In the past the typical jobs in this category were dancer, host etc., jobs where the intent was to attract other residents to a club. Having them at the club is interesting in two ways for the owner: 1) the residents attracted might buy something in the nearby shopping malls or employ the services of an escort in the clubs pay. 2) At the same time their presence generates "dwell", which the Lindens reward with bonuses and developer incentives. The first aspect has some disadvantages: you never know if customers actually buy something. And in addition they have to have money for that, which is a problem with newbies on basic account.
Generating dwell costs the customer/employee nothing! And thats why camping chairs are a much better and perfectly logical solution which is beneficial to both, employer and employee.
I am no specialist for dwell calculation. So I am unable to judge how succesful the idea can be in the long run. For example: what is an hourly rate you can pay a professionall "sitter" and still make a profit - in a calculation model which is changed daily right because of the advent of the camping chair? Many a club that based its payouts on last months dwell calculation might be making a loss fast. But anyway: I will risk the prediction that we won't see them for long. The intention Linden Lab had with the introduction of the dwell bonus (motivating residents to produce interesting content which attracts other residents - and keeps them in SL), is perverted by camping chairs. While camping chairs - or any comparable business model - in itself might do not much harm. A very unwelcome side effect is, that they reduce the motivation for other residents to produce other kinds of interesting content. Next months developer incentives will be paid in a large part to clubs with dwell chair.
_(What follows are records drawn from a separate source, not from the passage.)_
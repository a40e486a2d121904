use async_trait::async_trait;
use chrono::{DateTime, Duration, Utc};
use geotrack_core::error::{GeotrackError, Result};
use geotrack_core::models::{Alert, AlertId, Fix, SystemEvent};

use super::rows::{alert_from_row, fix_from_row, from_micros, to_micros};
use super::{db_error, SqliteStore};
use crate::ports::{LocationStore, StoreStats};

const LOCATION_COLUMNS: &str =
    "latitude, longitude, altitude, speed, satellites, fix_quality, captured_at";

const ALERT_COLUMNS: &str = "id, kind, message, latitude, longitude, created_at, resolved, \
     resolved_at, notification_attempts, notification_success";

#[async_trait]
impl LocationStore for SqliteStore {
    async fn append(&self, fix: &Fix) -> Result<i64> {
        let _guard = self.write_lock.lock().await;

        let result = sqlx::query(
            r#"
            INSERT INTO locations
                (subject_id, latitude, longitude, altitude, speed, satellites, fix_quality,
                 captured_at, recorded_at)
            VALUES (?, ?, ?, ?, ?, ?, ?, ?, ?)
            "#,
        )
        .bind(&self.subject_id)
        .bind(fix.latitude)
        .bind(fix.longitude)
        .bind(fix.altitude)
        .bind(fix.speed)
        .bind(fix.satellites.map(i64::from))
        .bind(fix.quality.map(|q| i64::from(q.code())))
        .bind(to_micros(fix.captured_at))
        .bind(to_micros(Utc::now()))
        .execute(&self.pool)
        .await
        .map_err(db_error("append location"))?;

        Ok(result.last_insert_rowid())
    }

    async fn latest(&self) -> Result<Option<Fix>> {
        let row = sqlx::query(&format!(
            "SELECT {} FROM locations WHERE subject_id = ? ORDER BY id DESC LIMIT 1",
            LOCATION_COLUMNS
        ))
        .bind(&self.subject_id)
        .fetch_optional(&self.pool)
        .await
        .map_err(db_error("fetch latest location"))?;

        row.as_ref().map(fix_from_row).transpose()
    }

    async fn since(&self, since: DateTime<Utc>) -> Result<Vec<Fix>> {
        let rows = sqlx::query(&format!(
            "SELECT {} FROM locations WHERE subject_id = ? AND captured_at >= ? \
             ORDER BY captured_at ASC, id ASC",
            LOCATION_COLUMNS
        ))
        .bind(&self.subject_id)
        .bind(to_micros(since))
        .fetch_all(&self.pool)
        .await
        .map_err(db_error("query location history"))?;

        rows.iter().map(fix_from_row).collect()
    }

    async fn append_alert(&self, alert: &Alert) -> Result<AlertId> {
        let _guard = self.write_lock.lock().await;

        let result = sqlx::query(
            r#"
            INSERT INTO alerts
                (subject_id, kind, message, latitude, longitude, created_at, resolved,
                 resolved_at, notification_attempts, notification_success)
            VALUES (?, ?, ?, ?, ?, ?, ?, ?, ?, ?)
            "#,
        )
        .bind(&self.subject_id)
        .bind(alert.kind.as_str())
        .bind(&alert.message)
        .bind(alert.latitude)
        .bind(alert.longitude)
        .bind(to_micros(alert.created_at))
        .bind(i64::from(alert.resolved))
        .bind(alert.resolved_at.map(to_micros))
        .bind(i64::from(alert.notification_attempts))
        .bind(i64::from(alert.notification_success))
        .execute(&self.pool)
        .await
        .map_err(db_error("append alert"))?;

        Ok(AlertId(result.last_insert_rowid()))
    }

    async fn record_delivery(&self, id: AlertId, attempts: u32, success: bool) -> Result<()> {
        let _guard = self.write_lock.lock().await;

        let result = sqlx::query(
            "UPDATE alerts SET notification_attempts = ?, notification_success = ? \
             WHERE id = ? AND subject_id = ?",
        )
        .bind(i64::from(attempts))
        .bind(i64::from(success))
        .bind(id.0)
        .bind(&self.subject_id)
        .execute(&self.pool)
        .await
        .map_err(db_error("record notification delivery"))?;

        if result.rows_affected() == 0 {
            return Err(GeotrackError::AlertNotFound { id: id.0 });
        }

        Ok(())
    }

    async fn resolve(&self, id: AlertId) -> Result<bool> {
        let _guard = self.write_lock.lock().await;

        let result = sqlx::query(
            "UPDATE alerts SET resolved = 1, resolved_at = ? \
             WHERE id = ? AND subject_id = ? AND resolved = 0",
        )
        .bind(to_micros(Utc::now()))
        .bind(id.0)
        .bind(&self.subject_id)
        .execute(&self.pool)
        .await
        .map_err(db_error("resolve alert"))?;

        if result.rows_affected() > 0 {
            return Ok(true);
        }

        let exists: i64 =
            sqlx::query_scalar("SELECT COUNT(*) FROM alerts WHERE id = ? AND subject_id = ?")
                .bind(id.0)
                .bind(&self.subject_id)
                .fetch_one(&self.pool)
                .await
                .map_err(db_error("look up alert"))?;

        if exists == 0 {
            return Err(GeotrackError::AlertNotFound { id: id.0 });
        }

        Ok(false)
    }

    async fn open_alerts(&self) -> Result<Vec<Alert>> {
        let rows = sqlx::query(&format!(
            "SELECT {} FROM alerts WHERE subject_id = ? AND resolved = 0 ORDER BY id ASC",
            ALERT_COLUMNS
        ))
        .bind(&self.subject_id)
        .fetch_all(&self.pool)
        .await
        .map_err(db_error("query open alerts"))?;

        rows.iter().map(alert_from_row).collect()
    }

    async fn alerts(&self, limit: usize) -> Result<Vec<Alert>> {
        let rows = sqlx::query(&format!(
            "SELECT {} FROM alerts WHERE subject_id = ? ORDER BY id DESC LIMIT ?",
            ALERT_COLUMNS
        ))
        .bind(&self.subject_id)
        .bind(i64::try_from(limit).unwrap_or(i64::MAX))
        .fetch_all(&self.pool)
        .await
        .map_err(db_error("query alerts"))?;

        rows.iter().map(alert_from_row).collect()
    }

    async fn record_event(&self, event: &SystemEvent) -> Result<()> {
        let _guard = self.write_lock.lock().await;

        sqlx::query(
            "INSERT INTO system_events (subject_id, component, status, message, recorded_at) \
             VALUES (?, ?, ?, ?, ?)",
        )
        .bind(&self.subject_id)
        .bind(&event.component)
        .bind(&event.status)
        .bind(&event.message)
        .bind(to_micros(event.recorded_at))
        .execute(&self.pool)
        .await
        .map_err(db_error("record system event"))?;

        Ok(())
    }

    async fn statistics(&self) -> Result<StoreStats> {
        let cutoff = to_micros(Utc::now() - Duration::hours(24));

        let (total, recent, last): (i64, i64, Option<i64>) = sqlx::query_as(
            "SELECT COUNT(*), \
                    COALESCE(SUM(CASE WHEN captured_at >= ? THEN 1 ELSE 0 END), 0), \
                    MAX(captured_at) \
             FROM locations WHERE subject_id = ?",
        )
        .bind(cutoff)
        .bind(&self.subject_id)
        .fetch_one(&self.pool)
        .await
        .map_err(db_error("compute location statistics"))?;

        let open: i64 =
            sqlx::query_scalar("SELECT COUNT(*) FROM alerts WHERE subject_id = ? AND resolved = 0")
                .bind(&self.subject_id)
                .fetch_one(&self.pool)
                .await
                .map_err(db_error("count open alerts"))?;

        Ok(StoreStats {
            total_fixes: total.max(0) as u64,
            fixes_last_24h: recent.max(0) as u64,
            open_alerts: open.max(0) as u64,
            last_update: last.map(from_micros).transpose()?,
        })
    }
}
Dwell - and the exploitation of this incentive by camping chairs - is a good example for the big problems with any kind of subsidy. After a short time clever businesses will allways find some holes in the rules for the payout of this subsidy. And then they will "milk" the state (in this case Linden Lab) with some business model which is far away from the intent that subsidy had, when it was introduced. There are enough RL examples for that. Now we have a nice one in SL.
So sooner or later - despite denials from Robin - we will see a change in the rules for bonus calculation. Some clubs will have to change their business models rather fast then - but maybe they will get an nice compensation for it.